Open mchack-work opened 3 months ago
Comments from @dehanj @agren @jthornblad ?
I have a few thoughts on the benefits of the different alternatives:
One benefit with 1 is that it is similar to how a TKey will behave. You get two interfaces: CDC and HID. In QEMU you get two interfaces: a CDC-pty and a HID-pty. Another nice thing about 1 is that the interface to the CDC can be the same whether you run a QEMU machine that support CDC+HID or CDC only.
A benefit of 2 is that it becomes easy to connect an external CH552 to QEMU. Instead of running an external program that creates a HID and serial port, a CH552 connected to a USB-to-UART dongle is used. The CH552 provide the CDC and HID devices and the USB-to-UART dongle is connected to the QEMU pty.
2b has the same benefit as 2.
My thoughts.
Benefits of this option is that if you don't care about HID and just develop something using CDC you only have to care about one pty, you also don't need anything external running compared to option 2.
The negative parts is that it complicates the QEMU model, and is no longer "just" emulating the TKey, but also parts of the CH552.
This is a very tempting option regarding being able to debug the CH552 a lot easier, compared to doing it directly on target. I think regardless if we chose option 1, we might want to have the option to turn it "off" and just send everything to one pty to be able to have the CH552 in the loop to debug and implement features on it.
This gives the benefit of both option 1 and option 2, and more or less just separates the UHID part from the external program. We then need, as you write, another external program that creates the Soft HID things, at least for Linux.
From a perspective of not Linux users, this may benefit in more portability, or an option of creating a virtual HID on other OS as well.
Adding another option (maybe overkill) where you can chose to filter the output.
One pty, where you at start of the machine can chose to only have CDC data, or the full protocol. Something like protocol=[cdc|both]
.
This is more or less option 2b, but inside of QEMU. It may complicate things in the model, but it would give us all options of above, and make it easier to use for the ones who just care about CDC since they won't' need an external program. You have to upload the app with CDC, so only having HID makes no sense (yet).
Conclusion: I think the best candidate, so far, is option 2b or 2c.
In the new world order with both HID and CDC USB classes in the TKey we introduce a small protocol between the USB controller and the TKey CPU to differ between the two classes. See the branch:
https://github.com/tillitis/tillitis-key1/tree/ch552_hid_cdc
No PR yet.
This means that both firmware and device apps will have to use this protocol when talking to the UART.

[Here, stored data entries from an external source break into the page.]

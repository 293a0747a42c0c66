//! The dense adjacency-matrix graph type.
//!
//! A [`Graph`] owns a square matrix of signed edge weights; row `i` holds the
//! outgoing weights of vertex `i` and a weight of 0 means "no edge". The matrix
//! is validated for squareness at every boundary (construction, [`Graph::load`],
//! text parsing, serde deserialization), so a constructed value is always square
//! or empty.

use serde::{Deserialize, Serialize};

use crate::error::{Error, Result};

/// A weighted graph backed by a dense square adjacency matrix.
///
/// The graph is a plain value: `Clone` is a deep copy, `Default` is the empty
/// graph. Structural equality (`==`) compares matrices of any size; the
/// dimension-checked relational operators live in the `try_*` family on this
/// type.
///
/// # Example
///
/// ```rust
/// use densegraph_core::Graph;
///
/// let g = Graph::try_from(vec![
///     vec![0, 1, 0],
///     vec![1, 0, 1],
///     vec![0, 1, 0],
/// ])?;
///
/// assert_eq!(g.vertex_count(), 3);
/// assert_eq!(g.edge_count(), 2);
/// # Ok::<(), densegraph_core::Error>(())
/// ```
#[derive(Debug, Clone, Default, PartialEq, Eq, Serialize, Deserialize)]
#[serde(try_from = "Vec<Vec<i32>>", into = "Vec<Vec<i32>>")]
pub struct Graph {
    /// Square adjacency matrix; row i = outgoing weights from vertex i.
    matrix: Vec<Vec<i32>>,
}

impl Graph {
    /// Creates an empty graph with zero vertices.
    #[must_use]
    pub fn new() -> Self {
        Self::default()
    }

    /// Replaces the graph's contents with the given adjacency matrix.
    ///
    /// The matrix is validated first and the receiver is left untouched on
    /// failure. A 0×0 matrix is square and yields the empty graph.
    ///
    /// # Errors
    ///
    /// Returns [`Error::InvalidShape`] if any row's length differs from the
    /// number of rows.
    pub fn load(&mut self, matrix: Vec<Vec<i32>>) -> Result<()> {
        check_square(&matrix)?;
        self.matrix = matrix;
        Ok(())
    }

    /// Returns the number of vertices.
    #[must_use]
    pub fn vertex_count(&self) -> usize {
        self.matrix.len()
    }

    /// Returns true if the graph has no vertices.
    #[must_use]
    pub fn is_empty(&self) -> bool {
        self.matrix.is_empty()
    }

    /// Returns the full adjacency matrix.
    #[must_use]
    pub fn matrix(&self) -> &[Vec<i32>] {
        &self.matrix
    }

    /// Returns the outgoing weights of the vertex at `index`.
    ///
    /// # Errors
    ///
    /// Returns [`Error::IndexOutOfRange`] if `index >= vertex_count()`; on the
    /// empty graph every index is out of range.
    pub fn adjacency_row(&self, index: usize) -> Result<&[i32]> {
        self.matrix
            .get(index)
            .map(Vec::as_slice)
            .ok_or(Error::IndexOutOfRange {
                index,
                len: self.matrix.len(),
            })
    }

    /// Returns the edge list as `(from, to, weight)` triples.
    ///
    /// The matrix is scanned in row-major order and each unordered vertex pair
    /// contributes at most one edge: a cell is emitted unless its reverse cell
    /// was already emitted, so for an asymmetric pair the first-seen direction
    /// wins. Self-loops emit once.
    #[must_use]
    pub fn edges(&self) -> Vec<(usize, usize, i32)> {
        let mut list = Vec::new();
        for (i, row) in self.matrix.iter().enumerate() {
            for (j, &weight) in row.iter().enumerate() {
                if weight == 0 {
                    continue;
                }
                // The reverse cell (j, i) precedes (i, j) in scan order only
                // when j < i; it was emitted iff it is non-zero.
                if j >= i || self.matrix[j][i] == 0 {
                    list.push((i, j, weight));
                }
            }
        }
        list
    }

    /// Returns the number of edges, counting each unordered pair once.
    #[must_use]
    pub fn edge_count(&self) -> usize {
        self.edges().len()
    }

    /// Internal cell access for the algebra operations, which only index
    /// within `vertex_count()` after dimension checks.
    pub(crate) fn cell(&self, row: usize, col: usize) -> i32 {
        self.matrix[row][col]
    }

    pub(crate) fn cell_mut(&mut self, row: usize, col: usize) -> &mut i32 {
        &mut self.matrix[row][col]
    }

    /// Builds an all-zero square matrix of the given size.
    pub(crate) fn zeroed(size: usize) -> Self {
        Self {
            matrix: vec![vec![0; size]; size],
        }
    }
}

impl TryFrom<Vec<Vec<i32>>> for Graph {
    type Error = Error;

    /// Validating constructor from a raw adjacency matrix.
    fn try_from(matrix: Vec<Vec<i32>>) -> Result<Self> {
        check_square(&matrix)?;
        Ok(Self { matrix })
    }
}

impl From<Graph> for Vec<Vec<i32>> {
    fn from(graph: Graph) -> Self {
        graph.matrix
    }
}

/// Checks that every row's length equals the number of rows.
fn check_square(matrix: &[Vec<i32>]) -> Result<()> {
    let rows = matrix.len();
    for row in matrix {
        if row.len() != rows {
            return Err(Error::InvalidShape {
                rows,
                cols: row.len(),
            });
        }
    }
    Ok(())
}
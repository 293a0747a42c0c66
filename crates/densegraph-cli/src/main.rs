//! densegraph CLI - inspect and combine adjacency-matrix graphs.
//!
//! Graphs are read from matrix text files in the space-separated stream
//! format (one row per line, `-` for stdin) and results are printed in the
//! same format, or in the comma pretty format with `--pretty`, or as a bare
//! JSON array with `--json`.

use std::fs::File;
use std::io::{self, BufReader};

use anyhow::Context;
use clap::{Parser, Subcommand};
use tracing_subscriber::{layer::SubscriberExt, util::SubscriberInitExt};

use densegraph_core::Graph;

/// densegraph - dense adjacency-matrix graph algebra
#[derive(Parser, Debug)]
#[command(name = "densegraph")]
#[command(author, version, about, long_about = None)]
struct Cli {
    /// Print results in the comma pretty format instead of the stream format
    #[arg(long, global = true)]
    pretty: bool,

    /// Print results as a JSON array of rows
    #[arg(long, global = true, conflicts_with = "pretty")]
    json: bool,

    #[command(subcommand)]
    command: Command,
}

#[derive(Subcommand, Debug)]
enum Command {
    /// Show vertex count, edge count, and the edge list of a graph
    Info {
        /// Matrix text file (`-` = stdin)
        path: String,
    },
    /// Element-wise sum of two graphs
    Add {
        /// Left operand
        lhs: String,
        /// Right operand
        rhs: String,
    },
    /// Standard matrix product of two graphs
    Matmul {
        /// Left operand
        lhs: String,
        /// Right operand
        rhs: String,
    },
    /// Multiply every edge weight by a scalar factor
    Scale {
        /// Matrix text file (`-` = stdin)
        path: String,
        /// Scalar factor
        #[arg(allow_hyphen_values = true)]
        factor: i32,
    },
}

fn main() -> anyhow::Result<()> {
    // Initialize tracing
    tracing_subscriber::registry()
        .with(tracing_subscriber::EnvFilter::new(
            std::env::var("RUST_LOG").unwrap_or_else(|_| "warn".into()),
        ))
        .with(tracing_subscriber::fmt::layer().with_writer(io::stderr))
        .init();

    let cli = Cli::parse();
    match &cli.command {
        Command::Info { path } => {
            let graph = read_graph(path)?;
            tracing::debug!(path = %path, vertices = graph.vertex_count(), "graph loaded");
            println!("vertices: {}", graph.vertex_count());
            println!("edges: {}", graph.edge_count());
            for (from, to, weight) in graph.edges() {
                println!("{from} -- {to} (weight {weight})");
            }
        }
        Command::Add { lhs, rhs } => {
            let sum = read_graph(lhs)?
                .try_add(&read_graph(rhs)?)
                .context("adding graphs")?;
            print_graph(&sum, &cli);
        }
        Command::Matmul { lhs, rhs } => {
            let product = read_graph(lhs)?
                .try_matmul(&read_graph(rhs)?)
                .context("multiplying graphs")?;
            print_graph(&product, &cli);
        }
        Command::Scale { path, factor } => {
            let scaled = read_graph(path)?.scale(*factor);
            print_graph(&scaled, &cli);
        }
    }
    Ok(())
}

/// Reads a graph from a matrix text file, or from stdin when `path` is `-`.
fn read_graph(path: &str) -> anyhow::Result<Graph> {
    if path == "-" {
        Graph::read_from(io::stdin().lock()).context("reading graph from stdin")
    } else {
        let file = File::open(path).with_context(|| format!("opening {path}"))?;
        Graph::read_from(BufReader::new(file))
            .with_context(|| format!("reading graph from {path}"))
    }
}

fn print_graph(graph: &Graph, cli: &Cli) {
    if cli.json {
        // Serialization of a nested i32 array cannot fail.
        println!(
            "{}",
            serde_json::to_string(graph).expect("graph serializes as a plain array")
        );
    } else if cli.pretty {
        println!("{}", graph.to_display_string());
    } else {
        println!("{graph}");
    }
}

To emulate this when using qemu, to be able to run unchanged firmware and device apps, we have a few alternatives:
1
For 1, we need to open two ptys instead of just one, and then implement something in qemu that waits for all data necessary to parse the protocol and get the payload before sending it on the right pty.
2
For 2, no changes to qemu. Instead, we run an external program that attaches to qemu's pty and does all the parsing and waiting. It shows up as two devices on the client:
2b
We can also use alternative 2 but just expose two ptys, without the uhid part. Then it can be used in other systems other than Linux. Let's call this 2b.
Standalone Soft HID
For both 1 & 2b we might want to have a small program that does only the Soft HID thing, and looks to the OS as a HID.